Filarial-specific IgG4 response correlates with active Wuchereria bancrofti infection.

The filarial-specific humoral immune response of adult residents of two areas of Papua New Guinea, differing in transmission of Wuchereria bancrofti infection was compared. The majority of residents of the village of Bonahoi, in an area where transmission of filariasis had been interrupted by a 20-year insecticide spray program to control malaria, showed no parasitologic signs of active W. bancrofti infection and were negative for both circulating phosphorylcholine Ag and peripheral blood microfilariae. In contrast, adult residents of the village of Nanaha were in an area exposed to infection, and were phosphorylcholine-Ag- and microfilariae-positive. The antibody response of these two groups to both adult worm excretory/secretory (ES) Ag and somatic antigen extract was examined to determine which components of the filarial-specific immune response were dependent on active infection. Identification of these immune responses may point to immunologic methods to evaluate control programs for lymphatic filariasis.

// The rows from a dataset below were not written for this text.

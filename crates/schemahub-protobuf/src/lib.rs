//! # schemahub-protobuf
//!
//! Protobuf format support: a hand-written `.proto` parser, normalized
//! source fingerprints, and the wire-format compatibility checker.
//!
//! Imports resolve against the supplied reference map; the well-known
//! `google/protobuf` types are bundled and need no references.

pub mod ast;
mod compat;
pub mod parser;
mod wellknown;

use std::collections::{HashSet, VecDeque};

use ast::{FieldType, MessageDef, ProtoFile, TypeIndex};
use schemahub_core::{
    sha256_hex, CompatReport, ReferenceMap, RegistryError, SchemaFormat, SchemaHandler,
};

/// A parsed file together with the type index spanning it and everything it
/// imports.
pub(crate) struct Unit {
    pub file: ProtoFile,
    pub index: TypeIndex,
}

struct Loaded {
    unit: Unit,
    /// Resolved imports in first-seen declaration order.
    imports: Vec<ProtoFile>,
}

/// Protobuf handler registered under `SchemaFormat::Protobuf`.
#[derive(Debug, Default, Clone)]
pub struct ProtobufHandler;

impl ProtobufHandler {
    pub fn new() -> Self {
        Self
    }
}

fn parse_error(message: String) -> RegistryError {
    RegistryError::Parse {
        format: SchemaFormat::Protobuf,
        message,
    }
}

fn parse_source(source: &str) -> Result<ProtoFile, RegistryError> {
    parser::parse(source).map_err(|e| parse_error(e.to_string()))
}

fn load(schema: &str, references: &ReferenceMap) -> Result<Loaded, RegistryError> {
    let main = parse_source(schema)?;
    let mut index = TypeIndex::new();
    index.add_file(&main);

    let mut imports = Vec::new();
    let mut queue: VecDeque<String> = main.imports.iter().cloned().collect();
    let mut seen = HashSet::new();
    while let Some(path) = queue.pop_front() {
        if !seen.insert(path.clone()) {
            continue;
        }
        let source = references
            .get(&path)
            .map(String::as_str)
            .or_else(|| wellknown::get(&path))
            .ok_or_else(|| {
                parse_error(format!("import '{path}' is not among the references"))
            })?;
        let file = parse_source(source)?;
        index.add_file(&file);
        queue.extend(file.imports.iter().cloned());
        imports.push(file);
    }

    Ok(Loaded {
        unit: Unit { file: main, index },
        imports,
    })
}

/// Verify that every field type reference in the file resolves.
fn verify_resolvable(unit: &Unit) -> Result<(), RegistryError> {
    let mut scope: Vec<String> = unit
        .file
        .package
        .as_deref()
        .map(|p| p.split('.').map(String::from).collect())
        .unwrap_or_default();
    for message in &unit.file.messages {
        verify_message(message, &mut scope, unit)?;
    }
    Ok(())
}

fn verify_message(
    message: &MessageDef,
    scope: &mut Vec<String>,
    unit: &Unit,
) -> Result<(), RegistryError> {
    scope.push(message.name.clone());
    for field in &message.fields {
        verify_type(&field.ty, scope, unit, &message.name, &field.name)?;
    }
    for nested in &message.messages {
        verify_message(nested, scope, unit)?;
    }
    scope.pop();
    Ok(())
}

fn verify_type(
    ty: &FieldType,
    scope: &[String],
    unit: &Unit,
    message: &str,
    field: &str,
) -> Result<(), RegistryError> {
    match ty {
        FieldType::Named(name) => {
            if unit.index.resolve(name, scope).is_none() {
                return Err(parse_error(format!(
                    "field '{message}.{field}': unresolved type '{name}'"
                )));
            }
            Ok(())
        }
        FieldType::Map(key, value) => {
            verify_type(key, scope, unit, message, field)?;
            verify_type(value, scope, unit, message, field)
        }
        _ => Ok(()),
    }
}

impl SchemaHandler for ProtobufHandler {
    fn format(&self) -> SchemaFormat {
        SchemaFormat::Protobuf
    }

    fn validate(&self, schema: &str, references: &ReferenceMap) -> Result<(), RegistryError> {
        let loaded = load(schema, references)?;
        verify_resolvable(&loaded.unit)
    }

    /// Digest of the normalized source, with each resolved import's
    /// normalized content appended in declaration order.
    fn fingerprint(&self, schema: &str, references: &ReferenceMap) -> Result<String, RegistryError> {
        let loaded = load(schema, references)?;
        let mut canonical = loaded.unit.file.canonical();
        for import in &loaded.imports {
            canonical.push('\n');
            canonical.push_str(&import.canonical());
        }
        Ok(sha256_hex(canonical.as_bytes()))
    }

    fn normalize(&self, schema: &str, references: &ReferenceMap) -> Result<String, RegistryError> {
        let loaded = load(schema, references)?;
        Ok(loaded.unit.file.canonical())
    }

    fn check(
        &self,
        reader: &str,
        reader_refs: &ReferenceMap,
        writer: &str,
        writer_refs: &ReferenceMap,
    ) -> CompatReport {
        let reader = match load(reader, reader_refs) {
            Ok(loaded) => loaded.unit,
            Err(e) => return CompatReport::incompatible(format!("failed to parse new schema: {e}")),
        };
        let writer = match load(writer, writer_refs) {
            Ok(loaded) => loaded.unit,
            Err(e) => return CompatReport::incompatible(format!("failed to parse old schema: {e}")),
        };
        compat::check(&reader, &writer)
    }
}

#[cfg(test)]
mod tests {
    use super::*;

    fn handler() -> ProtobufHandler {
        ProtobufHandler::new()
    }

    fn refs() -> ReferenceMap {
        ReferenceMap::new()
    }

    fn check(new: &str, old: &str) -> CompatReport {
        handler().check(new, &refs(), old, &refs())
    }

    #[test]
    fn fingerprint_ignores_comments_and_whitespace() {
        let a = handler()
            .fingerprint(
                "syntax = \"proto3\";\nmessage M {\n  int32 value = 1;\n}",
                &refs(),
            )
            .unwrap();
        let b = handler()
            .fingerprint(
                "// a counter\nsyntax = \"proto3\";   message M { int32 value = 1; /* tag one */ }",
                &refs(),
            )
            .unwrap();
        assert_eq!(a, b);
    }

    #[test]
    fn fingerprint_sees_import_content() {
        let schema = r#"
            syntax = "proto3";
            import "common.proto";
            message Event { Common common = 1; }
        "#;
        let mut refs_v1 = ReferenceMap::new();
        refs_v1.insert(
            "common.proto".into(),
            "syntax = \"proto3\"; message Common { string id = 1; }".into(),
        );
        let mut refs_v2 = ReferenceMap::new();
        refs_v2.insert(
            "common.proto".into(),
            "syntax = \"proto3\"; message Common { string id = 1; int32 n = 2; }".into(),
        );
        let a = handler().fingerprint(schema, &refs_v1).unwrap();
        let b = handler().fingerprint(schema, &refs_v2).unwrap();
        assert_ne!(a, b);
    }

    #[test]
    fn well_known_imports_need_no_references() {
        let schema = r#"
            syntax = "proto3";
            import "google/protobuf/timestamp.proto";
            message Event { google.protobuf.Timestamp at = 1; }
        "#;
        assert!(handler().validate(schema, &refs()).is_ok());
    }

    #[test]
    fn missing_import_is_a_parse_error() {
        let schema = r#"
            syntax = "proto3";
            import "acme/common.proto";
            message Event { string id = 1; }
        "#;
        let err = handler().validate(schema, &refs()).unwrap_err();
        assert!(err.to_string().contains("acme/common.proto"));
    }

    #[test]
    fn unresolved_field_type_is_a_parse_error() {
        let schema = r#"syntax = "proto3"; message M { Missing x = 1; }"#;
        let err = handler().validate(schema, &refs()).unwrap_err();
        assert!(err.to_string().contains("Missing"));
    }

    #[test]
    fn int32_to_sint32_is_wire_compatible() {
        let v1 = r#"syntax = "proto3"; message M { int32 value = 1; }"#;
        let v2 = r#"syntax = "proto3"; message M { sint32 value = 1; }"#;
        let report = check(v2, v1);
        assert!(report.is_compatible(), "messages: {:?}", report.messages);
    }

    #[test]
    fn int32_to_string_is_incompatible() {
        let v1 = r#"syntax = "proto3"; message M { int32 value = 1; }"#;
        let v2 = r#"syntax = "proto3"; message M { string value = 1; }"#;
        let report = check(v2, v1);
        assert!(!report.is_compatible());
        assert!(report.messages[0].contains("value"));
    }

    #[test]
    fn string_bytes_share_a_wire_kind() {
        let v1 = r#"syntax = "proto3"; message M { string value = 1; }"#;
        let v2 = r#"syntax = "proto3"; message M { bytes value = 1; }"#;
        assert!(check(v2, v1).is_compatible());
    }

    #[test]
    fn fixed_widths_do_not_mix() {
        let v1 = r#"syntax = "proto3"; message M { fixed32 value = 1; }"#;
        let v2 = r#"syntax = "proto3"; message M { fixed64 value = 1; }"#;
        assert!(!check(v2, v1).is_compatible());
        let v3 = r#"syntax = "proto3"; message M { sfixed32 value = 1; }"#;
        assert!(check(v3, v1).is_compatible());
    }

    #[test]
    fn plain_field_removal_is_compatible() {
        let v1 = r#"syntax = "proto3"; message M { int32 a = 1; string b = 2; }"#;
        let v2 = r#"syntax = "proto3"; message M { int32 a = 1; }"#;
        assert!(check(v2, v1).is_compatible());
    }

    #[test]
    fn oneof_field_removal_is_incompatible() {
        let v1 = r#"
            syntax = "proto3";
            message M {
                int32 id = 1;
                oneof payload {
                    string text = 2;
                    int32 number = 3;
                }
            }
        "#;
        let v2 = r#"
            syntax = "proto3";
            message M {
                int32 id = 1;
                oneof payload {
                    string text = 2;
                }
            }
        "#;
        let report = check(v2, v1);
        assert!(!report.is_compatible());
        assert!(report.messages[0].contains("oneof"));
    }

    #[test]
    fn new_required_field_is_incompatible() {
        let v1 = r#"syntax = "proto2"; message M { optional int32 a = 1; }"#;
        let v2 = r#"syntax = "proto2"; message M { optional int32 a = 1; required string b = 2; }"#;
        let report = check(v2, v1);
        assert!(!report.is_compatible());
        assert!(report.messages[0].contains("required"));
    }

    #[test]
    fn required_may_relax_but_not_tighten() {
        let required = r#"syntax = "proto2"; message M { required int32 a = 1; }"#;
        let optional = r#"syntax = "proto2"; message M { optional int32 a = 1; }"#;
        assert!(check(optional, required).is_compatible());
        assert!(!check(required, optional).is_compatible());
    }

    #[test]
    fn repeated_to_singular_only_for_length_delimited() {
        let rep_str = r#"syntax = "proto3"; message M { repeated string v = 1; }"#;
        let one_str = r#"syntax = "proto3"; message M { string v = 1; }"#;
        assert!(check(one_str, rep_str).is_compatible());
        // The reverse (singular → repeated) is always fine.
        assert!(check(rep_str, one_str).is_compatible());

        let rep_int = r#"syntax = "proto3"; message M { repeated int32 v = 1; }"#;
        let one_int = r#"syntax = "proto3"; message M { int32 v = 1; }"#;
        assert!(!check(one_int, rep_int).is_compatible());
        assert!(check(rep_int, one_int).is_compatible());
    }

    #[test]
    fn message_removal_is_incompatible_addition_is_not() {
        let v1 = r#"syntax = "proto3"; message A { int32 x = 1; } message B { int32 y = 1; }"#;
        let v2 = r#"syntax = "proto3"; message A { int32 x = 1; }"#;
        let report = check(v2, v1);
        assert!(!report.is_compatible());
        assert!(report.messages[0].contains("'B'"));
        assert!(check(v1, v2).is_compatible());
    }

    #[test]
    fn package_change_is_reported_but_not_breaking() {
        let v1 = r#"syntax = "proto3"; package a; message M { int32 x = 1; }"#;
        let v2 = r#"syntax = "proto3"; package b; message M { int32 x = 1; }"#;
        let report = check(v2, v1);
        assert!(report.is_compatible(), "messages: {:?}", report.messages);
        assert!(report.notices.iter().any(|n| n.contains("package")));
    }

    #[test]
    fn package_rename_does_not_break_internal_type_references() {
        let v1 = r#"
            syntax = "proto3"; package a;
            message Inner { int32 x = 1; }
            message Outer { Inner inner = 1; }
        "#;
        let v2 = r#"
            syntax = "proto3"; package b;
            message Inner { int32 x = 1; }
            message Outer { Inner inner = 1; }
        "#;
        assert!(check(v2, v1).is_compatible());
    }

    #[test]
    fn syntax_change_is_not_flagged() {
        let v1 = r#"syntax = "proto2"; message M { optional int32 a = 1; }"#;
        let v2 = r#"syntax = "proto3"; message M { int32 a = 1; }"#;
        assert!(check(v2, v1).is_compatible());
    }

    #[test]
    fn services_are_ignored_entirely() {
        let v1 = r#"
            syntax = "proto3";
            message Ping { string m = 1; }
            service Echo { rpc Send (Ping) returns (Ping); }
        "#;
        let v2 = r#"syntax = "proto3"; message Ping { string m = 1; }"#;
        let report = check(v2, v1);
        assert!(report.is_compatible());
        assert!(report.notices.is_empty());
    }

    #[test]
    fn enum_is_interchangeable_with_varint() {
        let with_enum = r#"
            syntax = "proto3";
            message M { Status s = 1; }
            enum Status { UNKNOWN = 0; OK = 1; }
        "#;
        let with_int = r#"syntax = "proto3"; message M { int32 s = 1; }"#;
        assert!(check(with_int, with_enum).is_compatible());
        assert!(check(with_enum, with_int).is_compatible());
    }

    #[test]
    fn enum_value_removal_is_compatible() {
        let v1 = r#"syntax = "proto3"; enum Status { UNKNOWN = 0; OK = 1; GONE = 2; }"#;
        let v2 = r#"syntax = "proto3"; enum Status { UNKNOWN = 0; OK = 1; }"#;
        let report = check(v2, v1);
        assert!(report.is_compatible());
        assert!(report.notices.iter().any(|n| n.contains("GONE")));
    }

    #[test]
    fn nested_messages_recurse() {
        let v1 = r#"
            syntax = "proto3";
            message Outer { message Inner { int32 x = 1; } Inner inner = 1; }
        "#;
        let v2 = r#"
            syntax = "proto3";
            message Outer { message Inner { string x = 1; } Inner inner = 1; }
        "#;
        let report = check(v2, v1);
        assert!(!report.is_compatible());
        assert!(report.messages[0].contains("Outer.Inner"));
    }

    #[test]
    fn parse_failure_reports_instead_of_erroring() {
        let ok = r#"syntax = "proto3"; message M { int32 a = 1; }"#;
        let report = check("message {", ok);
        assert!(!report.is_compatible());
        assert!(report.messages[0].contains("failed to parse new schema"));

        let report = check(ok, "message {");
        assert!(report.messages[0].contains("failed to parse old schema"));
    }
}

Adults from Bonahoi were found to have significant immune responses to [35S] methionine-labeled ES Ag by immunoprecipitation and to adult somatic antigen extracts by ELISA and by immunoblotting. This result is consistent with the fact that these individuals were previously exposed to and/or infected with W. bancrofti. Similarly, residents of the endemic village had detectable immune responses to these Ag irrespective of if they were microfilaremic. The most striking immunologic difference observed between the two groups was that residents of Bonahoi had a dramatically reduced filarial-specific IgG4 antibody response to both adult somatic Ag and adult ES Ag. These data suggest that longitudinal measurement of filarial-specific IgG4 levels may be a useful seroepidemiologic indicator of changes in W. bancrofti infection status.[1]

References

  1. Filarial-specific IgG4 response correlates with active Wuchereria bancrofti infection. Kwan-Lim, G.E., Forsyth, K.P., Maizels, R.M. J. Immunol. (1990) [Pubmed]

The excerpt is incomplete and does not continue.